═══ Information provided ═══

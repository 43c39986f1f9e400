//! # Error Types
//!
//! Domain-specific error types for atelier-core.
//!
//! ## Error Hierarchy
//! ```text
//! ┌─────────────────────────────────────────────────────────────────────────┐
//! │                         Error Types                                     │
//! │                                                                         │
//! │  atelier-core errors (this file)                                       │
//! │  ├── CoreError        - General domain errors                          │
//! │  └── ValidationError  - Input validation failures                      │
//! │                                                                         │
//! │  atelier-db errors (separate crate)                                    │
//! │  └── DbError          - Database operation failures                    │
//! │                                                                         │
//! │  atelier-payments errors (separate crate)                              │
//! │  └── PaymentError     - Session creation failures                      │
//! │                                                                         │
//! │  Storefront API errors (in app)                                        │
//! │  └── ApiError         - What the frontend sees (serialized)            │
//! │                                                                         │
//! │  Flow: ValidationError → CoreError → ApiError → Frontend               │
//! └─────────────────────────────────────────────────────────────────────────┘
//! ```
//!
//! ## Design Principles
//! 1. Use `thiserror` for derive macros (not manual impl)
//! 2. Include context in error messages (code, SKU, etc.)
//! 3. Errors are enum variants, never String
//! 4. Each error variant maps to a user-facing message

use thiserror::Error;

// =============================================================================
// Core Error
// =============================================================================

/// Core business logic errors.
///
/// These errors represent business rule violations or domain logic failures.
/// They should be caught and translated to user-friendly messages.
#[derive(Debug, Error)]
pub enum CoreError {
    /// Checkout was submitted with no items in the cart.
    ///
    /// ## When This Occurs
    /// - Direct API call with an empty item list
    /// - Cart was cleared in another tab before submission
    ///
    /// Checkout must be rejected here, before any payment session is
    /// created: no zero-value sessions.
    #[error("Cannot check out an empty cart")]
    EmptyCart,

    /// Checkout subtotal computed to zero or less.
    #[error("Cannot check out a zero-value order")]
    ZeroSubtotal,

    /// A line item arrived with a non-positive unit price.
    ///
    /// ## When This Occurs
    /// - Malformed direct API call bypassing the cart path
    /// - Corrupt cart snapshot
    #[error("Invalid unit price for '{name}': {cents} cents")]
    InvalidUnitPrice { name: String, cents: i64 },

    /// Validation error (wraps ValidationError).
    #[error("Validation error: {0}")]
    Validation(#[from] ValidationError),
}

// =============================================================================
// Validation Error
// =============================================================================

/// Input validation errors.
///
/// These errors occur when user input doesn't meet requirements.
/// Used for early validation before business logic runs.
#[derive(Debug, Error)]
pub enum ValidationError {
    /// A required field is missing or empty.
    #[error("{field} is required")]
    Required { field: String },

    /// Field value is too long.
    #[error("{field} must be at most {max} characters")]
    TooLong { field: String, max: usize },

    /// Numeric value is out of range.
    #[error("{field} must be between {min} and {max}")]
    OutOfRange { field: String, min: i64, max: i64 },

    /// Value must be positive.
    #[error("{field} must be positive")]
    MustBePositive { field: String },

    /// Invalid format (e.g., malformed email, bad country code).
    #[error("{field} has invalid format: {reason}")]
    InvalidFormat { field: String, reason: String },
}

// =============================================================================
// Result Type Alias
// =============================================================================

/// Convenience type alias for Results with CoreError.
pub type CoreResult<T> = Result<T, CoreError>;

// =============================================================================
// Unit Tests
// =============================================================================

#[cfg(test)]
mod tests {
    use super::*;

    #[test]
    fn test_error_messages() {
        assert_eq!(
            CoreError::EmptyCart.to_string(),
            "Cannot check out an empty cart"
        );

        let err = CoreError::InvalidUnitPrice {
            name: "Candle".to_string(),
            cents: -100,
        };
        assert_eq!(err.to_string(), "Invalid unit price for 'Candle': -100 cents");
    }

    #[test]
    fn test_validation_error_messages() {
        let err = ValidationError::Required {
            field: "email".to_string(),
        };
        assert_eq!(err.to_string(), "email is required");
    }

    #[test]
    fn test_validation_converts_to_core_error() {
        let validation_err = ValidationError::Required {
            field: "email".to_string(),
        };
        let core_err: CoreError = validation_err.into();
        assert!(matches!(core_err, CoreError::Validation(_)));
    }
}
/// Cart totals summary for API responses.
#[derive(Debug, Clone, Serialize, Deserialize, TS)]
#[ts(export)]
#[serde(rename_all = "camelCase")]
pub struct CartTotals {
    pub item_count: usize,
    pub total_quantity: i64,
    pub subtotal_cents: i64,
    pub discount_cents: i64,
    pub total_cents: i64,
    /// Display string for the active promo (e.g. "10%" or "$5.00").
    pub discount_display: Option<String>,
}

impl From<&Cart> for CartTotals {
    fn from(cart: &Cart) -> Self {
        CartTotals {
            item_count: cart.item_count(),
            total_quantity: cart.total_quantity(),
            subtotal_cents: cart.subtotal().cents(),
            discount_cents: cart.discount().cents(),
            total_cents: cart.total().cents(),
            discount_display: cart.promo.as_ref().map(discount_display),
        }
    }
}

// =============================================================================
// Unit Tests
// =============================================================================

#[cfg(test)]
mod tests {
    use super::*;
    use crate::types::Discount;

    fn test_product(id: &str, price_cents: i64) -> Product {
        Product {
            id: id.to_string(),
            sku: format!("SKU-{}", id),
            name: format!("Product {}", id),
            description: None,
            image_url: None,
            price_cents,
            is_active: true,
            created_at: Utc::now(),
            updated_at: Utc::now(),
        }
    }

    fn percentage_promo(bps: u32) -> PromoCode {
        PromoCode {
            code: "PCT".to_string(),
            discount: Discount::Percentage { bps },
            expires_at: None,
        }
    }

    fn fixed_promo(amount_cents: i64) -> PromoCode {
        PromoCode {
            code: "FIXED".to_string(),
            discount: Discount::Fixed { amount_cents },
            expires_at: None,
        }
    }

    #[test]
    fn test_cart_add_item() {
        let mut cart = Cart::new();
        let product = test_product("1", 2500); // $25.00

        cart.add_item(&product, 2);

        assert_eq!(cart.item_count(), 1);
        assert_eq!(cart.total_quantity(), 2);
        assert_eq!(cart.subtotal().cents(), 5000); // $50.00
        assert_eq!(cart.total().cents(), 5000);
    }

    #[test]
    fn test_cart_add_same_product_merges() {
        let mut cart = Cart::new();
        let product = test_product("1", 999);

        cart.add_item(&product, 2);
        cart.add_item(&product, 3);

        assert_eq!(cart.item_count(), 1); // Still one unique item
        assert_eq!(cart.total_quantity(), 5);
    }

    #[test]
    fn test_cart_add_clamps_at_max() {
        let mut cart = Cart::new();
        let product = test_product("1", 999);

        cart.add_item(&product, 80);
        cart.add_item(&product, 80);

        assert_eq!(cart.items[0].quantity, 99);
    }

    #[test]
    fn test_update_quantity_rules() {
        let mut cart = Cart::new();
        let product = test_product("1", 999);
        cart.add_item(&product, 5);

        // In-range update applies
        cart.update_quantity("1", 7);
        assert_eq!(cart.items[0].quantity, 7);

        // Zero is ignored: prior state kept
        cart.update_quantity("1", 0);
        assert_eq!(cart.items[0].quantity, 7);

        // Above max clamps to 99
        cart.update_quantity("1", 100);
        assert_eq!(cart.items[0].quantity, 99);

        // Unknown id is a no-op
        cart.update_quantity("missing", 3);
        assert_eq!(cart.item_count(), 1);
    }

    #[test]
    fn test_remove_item_noop_when_absent() {
        let mut cart = Cart::new();
        let product = test_product("1", 999);
        cart.add_item(&product, 1);

        cart.remove_item("missing");
        assert_eq!(cart.item_count(), 1);

        cart.remove_item("1");
        assert!(cart.is_empty());
    }

    #[test]
    fn test_clear_drops_items_and_promo() {
        let mut cart = Cart::new();
        cart.add_item(&test_product("1", 999), 2);
        cart.apply_promo(percentage_promo(1000));

        cart.clear();

        assert!(cart.is_empty());
        assert!(cart.promo.is_none());
    }

    #[test]
    fn test_promo_replaces_never_stacks() {
        let mut cart = Cart::new();
        cart.add_item(&test_product("1", 2500), 2); // $50.00

        cart.apply_promo(percentage_promo(1000)); // 10%
        assert_eq!(cart.discount().cents(), 500);

        cart.apply_promo(fixed_promo(300)); // replaces the 10% code
        assert_eq!(cart.promo.as_ref().unwrap().code, "FIXED");
        assert_eq!(cart.discount().cents(), 300);
    }

    #[test]
    fn test_percentage_promo_total() {
        // $25.00 × 2 with 10% off ⇒ discount $5.00, total $45.00
        let mut cart = Cart::new();
        cart.add_item(&test_product("1", 2500), 2);
        cart.apply_promo(percentage_promo(1000));

        assert_eq!(cart.subtotal().cents(), 5000);
        assert_eq!(cart.discount().cents(), 500);
        assert_eq!(cart.total().cents(), 4500);
    }

    #[test]
    fn test_fixed_promo_capped_total_floors_at_zero() {
        // $25.00 × 2 with $60.00 off ⇒ discount caps at $50.00, total $0.00
        let mut cart = Cart::new();
        cart.add_item(&test_product("1", 2500), 2);
        cart.apply_promo(fixed_promo(6000));

        assert_eq!(cart.discount().cents(), 5000);
        assert_eq!(cart.total().cents(), 0);
    }

    #[test]
    fn test_remove_promo() {
        let mut cart = Cart::new();
        cart.add_item(&test_product("1", 2500), 2);
        cart.apply_promo(percentage_promo(1000));

        cart.remove_promo();

        assert!(cart.promo.is_none());
        assert_eq!(cart.total().cents(), 5000);
    }

    #[test]
    fn test_snapshot_round_trip() {
        let mut cart = Cart::new();
        cart.add_item(&test_product("1", 2500), 2);
        cart.apply_promo(percentage_promo(1000));

        let snapshot = cart.snapshot();
        let json = serde_json::to_string(&snapshot).unwrap();
        let restored = Cart::from_snapshot(serde_json::from_str(&json).unwrap());

        assert_eq!(restored.items, cart.items);
        assert_eq!(restored.promo, cart.promo);
        assert_eq!(restored.total().cents(), cart.total().cents());
    }

    #[test]
    fn test_totals_dto() {
        let mut cart = Cart::new();
        cart.add_item(&test_product("1", 2500), 2);
        cart.apply_promo(percentage_promo(1000));

        let totals = CartTotals::from(&cart);
        assert_eq!(totals.item_count, 1);
        assert_eq!(totals.total_quantity, 2);
        assert_eq!(totals.subtotal_cents, 5000);
        assert_eq!(totals.discount_cents, 500);
        assert_eq!(totals.total_cents, 4500);
        assert_eq!(totals.discount_display.as_deref(), Some("10%"));
    }
}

═══

## Your task
Across the entries above, count the lines with the word "impl" and report that count by itself.

## Answer for this exercise
2